Rappels des faits. Des agents pénitentiaires ont organisé sur la voie publique une manifestation visant le directeur du centre pénitentiaire de Guyane. Au cours de cet évènement une saynète était jouée, mettant en scène un homme déguisé en colon battant un autre homme, présenté en esclave. Étaient par ailleurs exposées des banderoles visant le directeur du centre et faisant référence au passé esclavagiste de la France.
À la suite du dépôt de plainte du directeur et de l’ouverture d’une information judiciaire, deux personnes ont été mises en examen pour les faits d’injures raciales et placées sous le statut de témoin assisté pour ceux de dénonciation calomnieuse. Les intéressés ont été renvoyés devant le tribunal correctionnel du seul chef d’injures raciales. La juridiction de première instance les a relaxés et a prononcé sur les intérêts civils, décision dont le procureur de la République a relevé appel.
En cause d’appel. La cour d’appel a relaxé l’un des détenus du chef d’injure publique en raison de l’origine, l’ethnie, la nation, la race ou la religion.
Le second prévenu et le procureur général ont formé des pourvois contre l’arrêt de la cour d’appel. Le pourvoi du premier a, par la suite, été déclaré déchu.
Moyens du pourvoi. Il était fait grief à la cour d’appel d’avoir relaxé le prévenu alors que les faits constituaient des injures à caractère raciste. Que c’est parce qu’il était blanc et en position de supérieur hiérarchique que le directeur du centre pénitentiaire avait été injurié.
Décision. La Chambre criminelle confirme le jugement d’appel, relaxe les prévenus et déboute la partie civile de ses demandes.

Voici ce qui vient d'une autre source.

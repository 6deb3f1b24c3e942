use std::io::IsTerminal;
use std::process::ExitCode;
use tracing_subscriber::EnvFilter;
use xlsx2csv::{cli, convert};

/// Environment variable holding the log filter (EnvFilter syntax)
const LOG_ENV: &str = "XLSX2CSV_LOG";

fn main() -> ExitCode {
    init_logging();

    let config = match cli::parse_from(std::env::args_os()) {
        Ok(config) => config,
        Err(err) => {
            // clap prints help/version to stdout and errors to stderr
            let _ = err.print();
            return ExitCode::from(cli::usage_exit_code(&err) as u8);
        }
    };

    match convert::run(&config) {
        Ok(()) => ExitCode::SUCCESS,
        Err(err) => {
            eprintln!("{}", err);
            ExitCode::FAILURE
        }
    }
}

fn init_logging() {
    let filter = EnvFilter::try_from_env(LOG_ENV).unwrap_or_else(|_| EnvFilter::new("warn"));
    tracing_subscriber::fmt()
        .with_env_filter(filter)
        .with_writer(std::io::stderr)
        .with_ansi(std::io::stderr().is_terminal())
        .with_target(false)
        .without_time()
        .init();
}
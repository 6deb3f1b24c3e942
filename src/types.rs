//! Type definitions for worksheet data

use calamine::Data;
use chrono::{NaiveDateTime, NaiveTime};
use std::fmt;

/// A single worksheet cell as read from the workbook
#[derive(Debug, Clone, PartialEq)]
pub enum CellValue {
    /// Empty cell
    Empty,
    /// String value
    String(String),
    /// Integer value
    Int(i64),
    /// Float value
    Float(f64),
    /// Boolean value
    Bool(bool),
    /// Date or date-time value
    DateTime(NaiveDateTime),
    /// Duration, or a date serial that has no calendar equivalent
    Duration(f64),
    /// Error value (e.g. `#DIV/0!`)
    Error(String),
}

impl CellValue {
    /// Render the cell as CSV field text
    pub fn as_string(&self) -> String {
        match self {
            CellValue::Empty => String::new(),
            CellValue::String(s) => s.clone(),
            CellValue::Int(i) => i.to_string(),
            CellValue::Float(f) => general_number(*f),
            CellValue::Bool(true) => "TRUE".to_string(),
            CellValue::Bool(false) => "FALSE".to_string(),
            CellValue::DateTime(dt) if dt.time() == NaiveTime::MIN => {
                dt.format("%Y-%m-%d").to_string()
            }
            CellValue::DateTime(dt) => dt.format("%Y-%m-%d %H:%M:%S").to_string(),
            CellValue::Duration(d) => general_number(*d),
            CellValue::Error(e) => e.clone(),
        }
    }

    /// Check if the cell renders as nothing
    pub fn is_empty(&self) -> bool {
        match self {
            CellValue::Empty => true,
            CellValue::String(s) => s.is_empty(),
            _ => false,
        }
    }
}

/// Render a number the way Excel's General format does
///
/// Values keep 15 significant digits. Exponents of 15 and above, or below -9,
/// switch to scientific notation (`1E+20`, `1.5E-10`).
fn general_number(value: f64) -> String {
    if !value.is_finite() || value == 0.0 {
        return value.to_string();
    }

    let scientific = format!("{:.14e}", value);
    let Some((mantissa, exponent)) = scientific.split_once('e') else {
        return value.to_string();
    };
    let Ok(exponent) = exponent.parse::<i32>() else {
        return value.to_string();
    };

    if !(-9..15).contains(&exponent) {
        let mantissa = mantissa.trim_end_matches('0').trim_end_matches('.');
        let sign = if exponent < 0 { '-' } else { '+' };
        return format!("{}E{}{:02}", mantissa, sign, exponent.abs());
    }

    scientific
        .parse::<f64>()
        .map(|rounded| rounded.to_string())
        .unwrap_or_else(|_| value.to_string())
}

impl fmt::Display for CellValue {
    fn fmt(&self, f: &mut fmt::Formatter<'_>) -> fmt::Result {
        write!(f, "{}", self.as_string())
    }
}

impl From<&Data> for CellValue {
    fn from(data: &Data) -> Self {
        match data {
            Data::Empty => CellValue::Empty,
            Data::String(s) | Data::DateTimeIso(s) | Data::DurationIso(s) => {
                CellValue::String(s.clone())
            }
            Data::Int(i) => CellValue::Int(*i),
            Data::Float(f) => CellValue::Float(*f),
            Data::Bool(b) => CellValue::Bool(*b),
            Data::DateTime(dt) => {
                if dt.is_duration() {
                    return CellValue::Duration(dt.as_f64());
                }
                match dt.as_datetime() {
                    Some(value) => CellValue::DateTime(value),
                    None => CellValue::Duration(dt.as_f64()),
                }
            }
            Data::Error(e) => CellValue::Error(e.to_string()),
        }
    }
}

impl From<&str> for CellValue {
    fn from(s: &str) -> Self {
        CellValue::String(s.to_string())
    }
}

impl From<String> for CellValue {
    fn from(s: String) -> Self {
        CellValue::String(s)
    }
}

/// Represents a row of cells
#[derive(Debug, Clone, PartialEq)]
pub struct Row {
    /// Row index (0-based, row 1 of the sheet is 0)
    pub index: u32,
    /// Cells in this row
    pub cells: Vec<CellValue>,
}

impl Row {
    /// Create a new row, dropping trailing empty cells
    pub fn new(index: u32, mut cells: Vec<CellValue>) -> Self {
        while cells.last().is_some_and(CellValue::is_empty) {
            cells.pop();
        }
        Row { index, cells }
    }

    /// Get cell at column index
    pub fn get(&self, col: usize) -> Option<&CellValue> {
        self.cells.get(col)
    }

    /// Get number of cells
    pub fn len(&self) -> usize {
        self.cells.len()
    }

    /// Check if row has no cells
    pub fn is_empty(&self) -> bool {
        self.cells.is_empty()
    }

    /// Convert row to vector of strings
    pub fn to_strings(&self) -> Vec<String> {
        self.cells.iter().map(|c| c.as_string()).collect()
    }
}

Rappelant les motifs de l’arrêt d’appel, la Haute juridiction souligne que les situations et propos litigieux s’inscrivent dans un conflit de travail et que la mobilisation au cours de laquelle ils avaient été constatés avait été lancée par un tract dénonçant notamment « … une ethnicisation de l’organisation du travail et un comportement néocolonialiste envers les surveillants d’origine non-européenne ».
Selon la Cour, c’est à raison que la cour d’appel a considéré que les propos en cause constituaient certes des injures mais s’adressaient au directeur du centre dans le cadre d’un conflit de travail en considération de sa qualité de dirigeant aux méthodes de gestion critiquables, ôtant tout caractère raciste à ces injures.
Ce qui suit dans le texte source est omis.